EXERCISE DIRECTIONS =>
All lines in the records that carry the string "body" are to be shown.

RECORDS FOR THIS TASK =>
_ _ _

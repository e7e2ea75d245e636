use serde::{Deserialize, Serialize};
use std::collections::{BTreeMap, HashMap};

/// Vendor-specific extension payload.
pub type CustomData = BTreeMap<String, CustomValue>;

/// A custom data value. Arrays and null have no place in the APNs / Webpush
/// extension dictionaries, so they are not representable.
#[derive(Debug, Clone, PartialEq, Serialize, Deserialize)]
#[serde(untagged)]
pub enum CustomValue {
    Bool(bool),
    Number(serde_json::Number),
    String(String),
    Map(BTreeMap<String, CustomValue>),
}

impl From<&str> for CustomValue {
    fn from(value: &str) -> Self {
        CustomValue::String(value.to_string())
    }
}

impl From<String> for CustomValue {
    fn from(value: String) -> Self {
        CustomValue::String(value)
    }
}

impl From<bool> for CustomValue {
    fn from(value: bool) -> Self {
        CustomValue::Bool(value)
    }
}

impl From<i64> for CustomValue {
    fn from(value: i64) -> Self {
        CustomValue::Number(value.into())
    }
}

impl From<u64> for CustomValue {
    fn from(value: u64) -> Self {
        CustomValue::Number(value.into())
    }
}

impl From<i32> for CustomValue {
    fn from(value: i32) -> Self {
        CustomValue::Number(value.into())
    }
}

impl From<f64> for CustomValue {
    /// Non-finite floats have no JSON form and become `0`.
    fn from(value: f64) -> Self {
        CustomValue::Number(serde_json::Number::from_f64(value).unwrap_or_else(|| 0u64.into()))
    }
}

impl From<BTreeMap<String, CustomValue>> for CustomValue {
    fn from(value: BTreeMap<String, CustomValue>) -> Self {
        CustomValue::Map(value)
    }
}

/// Push message as handed in by callers.
///
/// Built right before a call and dropped after it; the adapter only borrows it.
/// `token` and `topic` are not checked for mutual exclusivity.
#[derive(Debug, Clone, Default, PartialEq, Serialize, Deserialize)]
#[serde(default)]
pub struct Message {
    pub token: String,
    pub topic: String,
    pub title: String,
    pub body: String,
    pub data: HashMap<String, String>,

    // Apple / iOS
    pub subtitle: String,
    pub action_ios: String,

    // Android
    /// Not forwarded: Android reuses `action_ios` as its click action.
    pub action_android: String,

    // Webpush
    pub action_web_push: String,
    pub custom_data: CustomData,
    pub badge_icon_image: String,
    /// Not forwarded: browsers ignore notification sounds.
    pub sound_web_push: String,
    pub tags_category: String,
}

impl Message {
    /// Message addressed to a single device token
    pub fn to_token(token: impl Into<String>) -> Self {
        Self {
            token: token.into(),
            ..Default::default()
        }
    }

    /// Message addressed to a topic
    pub fn to_topic(topic: impl Into<String>) -> Self {
        Self {
            topic: topic.into(),
            ..Default::default()
        }
    }

    pub fn with_title(mut self, title: impl Into<String>) -> Self {
        self.title = title.into();
        self
    }

    pub fn with_body(mut self, body: impl Into<String>) -> Self {
        self.body = body.into();
        self
    }

    pub fn with_subtitle(mut self, subtitle: impl Into<String>) -> Self {
        self.subtitle = subtitle.into();
        self
    }

    /// Add one entry to the string data payload
    pub fn with_data(mut self, key: impl Into<String>, value: impl Into<String>) -> Self {
        self.data.insert(key.into(), value.into());
        self
    }

    /// Add one entry to the custom data payload
    pub fn with_custom_data(mut self, key: impl Into<String>, value: impl Into<CustomValue>) -> Self {
        self.custom_data.insert(key.into(), value.into());
        self
    }

    pub fn with_actions(
        mut self,
        ios: impl Into<String>,
        android: impl Into<String>,
        web_push: impl Into<String>,
    ) -> Self {
        self.action_ios = ios.into();
        self.action_android = android.into();
        self.action_web_push = web_push.into();
        self
    }

    pub fn with_badge_icon_image(mut self, image: impl Into<String>) -> Self {
        self.badge_icon_image = image.into();
        self
    }

    pub fn with_sound(mut self, sound: impl Into<String>) -> Self {
        self.sound_web_push = sound.into();
        self
    }

    pub fn with_tags_category(mut self, category: impl Into<String>) -> Self {
        self.tags_category = category.into();
        self
    }

    /// First 8 characters of the token, safe to log
    pub(crate) fn token_prefix(&self) -> String {
        self.token.chars().take(8).collect()
    }
}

_ _ _

RESULT FOR THIS EXERCISE =>
    pub body: String,
    pub fn with_body(mut self, body: impl Into<String>) -> Self {
        self.body = body.into();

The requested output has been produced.